Ella le dio las gracias y le dijo con gran humildad: —Señor, ya que con vuestra magnanimidad me ofrecéis unas riendas tan sueltas, ojalá Dios permita que jamás haya disputa o desacuerdo entre los dos por culpa mía. Aquí, pues, señor, os doy mi palabra de honor: seré vuestra esposa humilde y fiel hasta la muerte.

Por lo que ambos vivieron juntos en paz y sosiego.

Pues, caballeros, hay una cosa que puedo afirmar con toda seguridad: los enamorados que desean vivir juntos por cualquier periodo de tiempo, deben someterse el uno al otro. El amor no debe ser limitado por el dominio. Cuando aparece el dominio, el dios del Amor despliega sus alas y, en un abrir y cerrar de ojos, desaparece. El amor es una cosa tan libre como el espíritu.

Las mujeres, por su propia naturaleza, ansían y anhelan la libertad; no desean verse como esclavas, y, si no me equivoco, los hombres tienen idéntico modo de pensar. En amor tiene la ventaja el que es más paciente. La paciencia es, en verdad, una virtud soberana, pues, de acuerdo con los estudiosos, conquista allí donde la severidad no consigue nada en absoluto. No se debe reprender o gruñir a cada palabra áspera. Aprended a tolerar, o tendréis que aprenderlo a la fuerza; lo juro, tanto si lo queréis como si no, pues no hay nadie en todo el mundo que no se porte mal en alguna ocasión. La ira, las enfermedades, la influencia de las estrellas, el vino, la pena o un cambio de humor provocan muy a menudo que uno haga o diga lo que no debiera. No se debe tomar venganza por cada entuerto. Todo el mundo sabe cómo tener dominio sobre sí, debe practicar el refrenarse, según las circunstancias. Y, por tanto, para poder vivir en armonía, este juicioso y digno caballero prometió paciencia mientras ella le prometía con la máxima sinceridad que jamás se encontraría en falta.

Aquí puede verse un convenio modesto y sensato. Ella le tomaba por servidor y dueño (en amor, su servidor; pero su dueño, en el matrimonio). De este modo él era a la vez dueño y sirviente. No, no sirviente, sino con dominio superior, ya que él tenía tanto a su dama como a su amor. Ciertamente ella era su dama, pero también su esposa; y esto de acuerdo con la ley del amor.

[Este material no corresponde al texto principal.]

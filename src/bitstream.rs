//! Packing a segment into the data codeword sequence.

use crate::error::{QrError, Result};
use crate::qrcode::{QrCodeEcc, Version};
use crate::segment::{QrSegment, QrSegmentMode};
use crate::tables;
use tracing::trace;

/// An append-only sequence of bits with a fixed capacity.
///
/// Bits are stored most significant first within each byte.
pub struct BitBuffer {
    data: Vec<u8>,
    length: usize,
}

impl BitBuffer {
    /// Creates an empty buffer able to hold `capacity_bytes * 8` bits.
    pub fn new(capacity_bytes: usize) -> Self {
        Self {
            data: vec![0u8; capacity_bytes],
            length: 0,
        }
    }

    /// Returns the number of bits written so far.
    pub fn len(&self) -> usize {
        self.length
    }

    pub fn is_empty(&self) -> bool {
        self.length == 0
    }

    /// Returns the number of bits that can still be written.
    pub fn remaining(&self) -> usize {
        self.data.len() * 8 - self.length
    }

    /// Appends the low `len` bits of `val`, most significant first.
    ///
    /// # Errors
    ///
    /// Returns [`QrError::BufferOverflow`] if the bits do not fit; nothing is written then.
    pub fn append_bits(&mut self, val: u32, len: u8) -> Result<()> {
        debug_assert!(len <= 31 && (val >> len) == 0);
        if usize::from(len) > self.remaining() {
            return Err(QrError::BufferOverflow {
                requested: usize::from(len),
                remaining: self.remaining(),
            });
        }
        for i in (0..len).rev() {
            let index: usize = self.length >> 3;
            let shift: u8 = 7 - ((self.length as u8) & 7);
            let bit: u8 = ((val >> i) as u8) & 1;
            self.data[index] |= bit << shift;
            self.length += 1;
        }
        Ok(())
    }

    /// Consumes the buffer, returning its bytes.
    pub fn into_bytes(self) -> Vec<u8> {
        self.data
    }
}

/// Builds the data codewords for `seg` in a symbol of the given version and level.
///
/// Writes the mode indicator, the character count, the payload, a terminator of
/// up to four zero bits, zero bits up to a byte boundary, and then alternating
/// `0xEC` and `0x11` pad bytes until the data capacity is filled exactly.
///
/// # Errors
///
/// [`QrError::UnsupportedMode`] for Kanji segments, [`QrError::BufferOverflow`]
/// if the segment does not fit (the version must have been selected first).
pub fn build_data_codewords(seg: &QrSegment, version: Version, ecl: QrCodeEcc) -> Result<Vec<u8>> {
    if seg.mode() == QrSegmentMode::Kanji {
        return Err(QrError::UnsupportedMode(seg.mode()));
    }
    let datacapacitybits: usize = tables::bit_capacity(version, ecl);
    let mut bb = BitBuffer::new(datacapacitybits / 8);

    bb.append_bits(seg.mode().mode_bits(), 4)?;
    bb.append_bits(seg.num_chars() as u32, seg.mode().num_char_count_bits(version))?;
    for &(value, width) in seg.chunks() {
        bb.append_bits(u32::from(value), width)?;
    }
    let usedbits = bb.len();

    // Add terminator and pad up to a byte if applicable
    let numzerobits: usize = bb.remaining().min(4);
    bb.append_bits(0, numzerobits as u8)?;
    let numzerobits: usize = bb.len().wrapping_neg() & 7;
    bb.append_bits(0, numzerobits as u8)?;
    debug_assert_eq!(bb.len() % 8, 0);

    // Pad with alternating bytes until data capacity is reached
    for &padbyte in [0xec, 0x11].iter().cycle() {
        if bb.remaining() == 0 {
            break;
        }
        bb.append_bits(padbyte, 8)?;
    }
    trace!(usedbits, capacity = datacapacitybits, "built data codewords");
    Ok(bb.into_bytes())
}

#[cfg(test)]
mod tests {
    use super::*;

    #[test]
    fn test_append_bits_msb_first() {
        let mut bb = BitBuffer::new(2);
        bb.append_bits(0b1, 1).unwrap();
        bb.append_bits(0b0110, 4).unwrap();
        bb.append_bits(0b101_0101, 7).unwrap();
        assert_eq!(bb.len(), 12);
        assert_eq!(bb.into_bytes(), vec![0b1011_0101, 0b0101_0000]);
    }

    #[test]
    fn test_append_past_capacity_fails() {
        let mut bb = BitBuffer::new(1);
        bb.append_bits(0b11, 6).unwrap();
        assert_eq!(
            bb.append_bits(0b111, 3),
            Err(QrError::BufferOverflow { requested: 3, remaining: 2 })
        );
        assert_eq!(bb.len(), 6);
    }

    #[test]
    fn test_hello_world_data_codewords() {
        let seg = QrSegment::from_text("HELLO WORLD");
        let data = build_data_codewords(&seg, Version::new(1), QrCodeEcc::Medium).unwrap();
        assert_eq!(
            data,
            vec![32, 91, 11, 120, 209, 114, 220, 77, 67, 64, 236, 17, 236, 17, 236, 17]
        );
    }

    #[test]
    fn test_numeric_data_codewords() {
        // 0001 0000001000 0000001100 0101011001 1000011 0000 then padding
        let seg = QrSegment::from_text("01234567");
        let data = build_data_codewords(&seg, Version::new(1), QrCodeEcc::Medium).unwrap();
        assert_eq!(&data[..6], &[0b0001_0000, 0b0010_0000, 0b0000_1100, 0b0101_0110, 0b0110_0001, 0b1000_0000]);
        assert_eq!(&data[6..10], &[0xec, 0x11, 0xec, 0x11]);
        assert_eq!(data.len(), 16);
    }

    #[test]
    fn test_empty_input_is_all_padding() {
        let seg = QrSegment::from_text("");
        let data = build_data_codewords(&seg, Version::new(1), QrCodeEcc::Low).unwrap();
        // Mode 0001, count 0000000000, terminator 0000, align 00
        assert_eq!(&data[..3], &[0b0001_0000, 0, 0]);
        assert!(data[3..].chunks(2).all(|pair| pair[0] == 0xec && pair.get(1).map_or(true, |&b| b == 0x11)));
        assert_eq!(data.len(), 19);
    }

    #[test]
    fn test_terminator_shrinks_at_capacity() {
        // 17 digits take 4 + 10 + 50 + 7 = 71 of the 72 bits in version 1-H
        let seg = QrSegment::from_text("12345678901234567");
        assert_eq!(seg.total_bits(Version::new(1)), Some(71));
        let data = build_data_codewords(&seg, Version::new(1), QrCodeEcc::High).unwrap();
        assert_eq!(data.len(), 9);
        assert_eq!(data[8] & 1, 0);
    }

    #[test]
    fn test_kanji_is_rejected() {
        let seg = QrSegment::new(QrSegmentMode::Kanji, 1, vec![(0x1aa, 13)]);
        assert_eq!(
            build_data_codewords(&seg, Version::new(1), QrCodeEcc::Low),
            Err(QrError::UnsupportedMode(QrSegmentMode::Kanji))
        );
    }
}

Habiendo alcanzado esta felicidad, se marchó a su casa con su esposa a vivir en su propia tierra, no lejos de la punta o cabo Penmarch, donde tenía su residencia, y allí vivió en plena felicidad y goce. ¿Quién, si no es un marido, puede relatar la alegría, la tranquilidad y la comodidad que comparten un marido y su mujer? Este estado feliz duró más de un año, hasta que este caballero del que hablo (su nombre era Arveragus de Caerrud) decidió ir a vivir un par de años a Inglaterra —que también se llamaba Bretaña— en busca de honores y nombradía en hechos de armas, pues todo su corazón estaba puesto en tales hazañas. Allí, dice el libro, vivió durante dos años.